Tuesday, 27 December 2016
My 2017 Experiment
I was just looking over my 2016 commitments to myself. And it's either I am not very committed to myself or I'm not a very serious person. Because, of the 16 things I committed to doing to myself, I only really did two.
But here's the thing. In 2016, I have achieved some things, climbed some mountains, scored some life goals, celebrated some victories I had no clue I would or could. These things, were clearly not on my list. But that did not stop me from getting them done. Just like writing the other 2016 commitments down didn't make sure I fulfilled them.
So, in 2017, I'm honestly not doing anything.....separate from what God ordains for me. Because I figure, whether I write it down or not, God will have his way in my life. Especially because almost every single day of my life that's what I ask him to do. "Have your way PapaGod". And looking back on 2016, he truly did. And I'm super grateful.

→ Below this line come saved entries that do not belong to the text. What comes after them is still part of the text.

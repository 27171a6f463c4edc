// Rule-based anomaly classification
use serde::Deserialize;
use thiserror::Error;

#[derive(Debug, Error, PartialEq)]
pub enum ClassifyError {
    #[error("score/value length mismatch: {scores} scores, {values} values")]
    LengthMismatch { scores: usize, values: usize },
}

/// Error threshold plus the physically plausible value range for a signal.
#[derive(Debug, Clone, Copy, PartialEq)]
pub struct AnomalyRule {
    pub error_threshold: f64,
    pub value_floor: f64,
    pub value_ceiling: f64,
}

impl AnomalyRule {
    pub const CONDUCTIVITY: AnomalyRule = AnomalyRule {
        error_threshold: 71.0,
        value_floor: 0.0,
        value_ceiling: 1000.0,
    };

    pub const SALINITY: AnomalyRule = AnomalyRule {
        error_threshold: 0.2,
        value_floor: 0.0,
        value_ceiling: 7.0,
    };

    /// Comparisons are strict: a score equal to the threshold, or a value
    /// sitting exactly on the floor or ceiling, is normal.
    pub fn is_anomalous(&self, score: f64, value: f64) -> bool {
        if score > self.error_threshold {
            true
        } else if value < self.value_floor {
            true
        } else {
            value > self.value_ceiling
        }
    }

    pub fn classify(&self, scores: &[f64], values: &[f64]) -> Result<Vec<bool>, ClassifyError> {
        if scores.len() != values.len() {
            return Err(ClassifyError::LengthMismatch {
                scores: scores.len(),
                values: values.len(),
            });
        }

        Ok(scores
            .iter()
            .zip(values)
            .map(|(score, value)| self.is_anomalous(*score, *value))
            .collect())
    }
}

/// Which raw value gets paired with each window's score.
#[derive(Debug, Clone, Copy, PartialEq, Eq, Default, Deserialize)]
#[serde(rename_all = "lowercase")]
pub enum ValueAlignment {
    /// Value at the window's own index (the first value inside the window).
    /// Kept for compatibility with existing consumers.
    #[default]
    Literal,
    /// Value at the window's label index, i.e. the reading right after it.
    Aligned,
}

impl ValueAlignment {
    /// Pick `window_count` values out of the full raw series.
    ///
    /// Returns `None` if the series is too short for the requested selection.
    pub fn select<'a>(
        &self,
        values: &'a [f64],
        time_steps: usize,
        window_count: usize,
    ) -> Option<&'a [f64]> {
        let start = match self {
            ValueAlignment::Literal => 0,
            ValueAlignment::Aligned => time_steps,
        };
        values.get(start..start + window_count)
    }
}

Don't get me wrong. I have broad stroke thoughts on what I want to achieve in 2017. I want to grow spiritually (I especially seek to hear God like I hear humans); I want to deepen my relationships with people starting with those I share blood with ( create memories and increase the size of my legacy-empire) ; I want to keep excelling at work not for promotion but to exude GodExcellence; I want to maintain a healthy heart and finally I want to take my writing to a new level that generates an additional stream of income for my family. There! That's it!
Can I just say that this is somewhat of an experiment and I'm not suggesting anyone do same. In fact, I probably should warn you off this because it would appear that I'm not having any plans for my 2017. That could mean I'm planning to fail. Right? If you fail to plan, you plan to fail.

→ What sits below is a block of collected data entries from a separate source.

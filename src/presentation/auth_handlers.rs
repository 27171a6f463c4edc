// Login and admin-only user management handlers
use crate::application::auth_service::{AuthError, AuthService, UserUpdate};
use crate::domain::user::UserSummary;
use crate::presentation::auth::AdminUser;
use crate::presentation::error::ApiError;
use crate::presentation::extract::{JsonBody, PathParam};
use axum::{extract::State, http::StatusCode, Json};
use serde::Deserialize;
use serde_json::{json, Value};

#[derive(Deserialize)]
pub struct CredentialsBody {
    pub username: Option<String>,
    pub password: Option<String>,
    #[serde(default)]
    pub is_admin: bool,
}

impl CredentialsBody {
    fn required(&self) -> Result<(&str, &str), AuthError> {
        match (&self.username, &self.password) {
            (Some(username), Some(password)) => Ok((username.as_str(), password.as_str())),
            _ => Err(AuthError::MissingFields),
        }
    }
}

#[derive(Deserialize)]
pub struct UserUpdateBody {
    pub username: Option<String>,
    pub password: Option<String>,
    pub is_admin: Option<bool>,
}

pub async fn register(
    AdminUser(admin): AdminUser,
    State(auth): State<AuthService>,
    JsonBody(body): JsonBody<CredentialsBody>,
) -> Result<(StatusCode, Json<Value>), ApiError> {
    let (username, password) = body.required()?;
    let user = auth.register(username, password, body.is_admin).await?;

    tracing::info!(created_by = %admin.username, user_id = user.id, "Admin registered user");
    Ok((
        StatusCode::CREATED,
        Json(json!({ "message": "User created successfully" })),
    ))
}

pub async fn login(
    State(auth): State<AuthService>,
    JsonBody(body): JsonBody<CredentialsBody>,
) -> Result<Json<Value>, ApiError> {
    let (username, password) = body.required()?;
    let grant = auth.login(username, password).await?;

    Ok(Json(json!({
        "access_token": grant.access_token,
        "is_admin": grant.is_admin,
    })))
}

pub async fn list_users(
    _admin: AdminUser,
    State(auth): State<AuthService>,
) -> Result<Json<Vec<UserSummary>>, ApiError> {
    let users = auth.list_users().await?;
    Ok(Json(users.iter().map(UserSummary::from).collect()))
}

pub async fn update_user(
    _admin: AdminUser,
    State(auth): State<AuthService>,
    PathParam(user_id): PathParam<u64>,
    JsonBody(body): JsonBody<UserUpdateBody>,
) -> Result<Json<Value>, ApiError> {
    auth.update_user(
        user_id,
        UserUpdate {
            username: body.username,
            password: body.password,
            is_admin: body.is_admin,
        },
    )
    .await?;

    Ok(Json(json!({ "message": "User updated successfully" })))
}

pub async fn delete_user(
    _admin: AdminUser,
    State(auth): State<AuthService>,
    PathParam(user_id): PathParam<u64>,
) -> Result<Json<Value>, ApiError> {
    auth.delete_user(user_id).await?;
    Ok(Json(json!({ "message": "User deleted successfully" })))
}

*shrugs shoulders* We shall see. All I know is my 2016 was more spectacular than anything I 'planned' at the end of 2015.
One thing is for sure and this perhaps is the one commitment I'll make to myself: I will write down every single 'first' or 'goal-like' thing I do or achieve or accomplish by the grace of God in 2017.
So, let's see how this goes. On January 1, 2017 I get a brand new Salt jar. Let's see how much good I can put in it over the course of 365 days.
Wish me luck! Actually, no. Luck is for the superstitious.
Wish me 'God's Favour, Wisdom, Grace and above all, Mercy.
Be afraid of Salt. I mean to have my jar full of Testimonies by the time you bow out to 2018.
2017 Salt Jars of Life. Empty now.
PTO to 2018
(photo courtesy of Google images)
Yes, such is the world we now live in. It is not a matter of IF your young child will be exposed to pornography in some form or the ...
What really happened to Oluwashola Atunrayo Gaska (nee Adefolalu)? Sholly, as she was fondly called by most, was a young, beautiful, br...
I had my doubts about how I would feel after the Service of Songs and the Celebration of my sister's Beautiful Life. I feared that no...
My world changed forever on December 28, 2016. My sister, my AburoChild, Shola Adefolalu Gaska (Sholly) who, as far as I knew wa...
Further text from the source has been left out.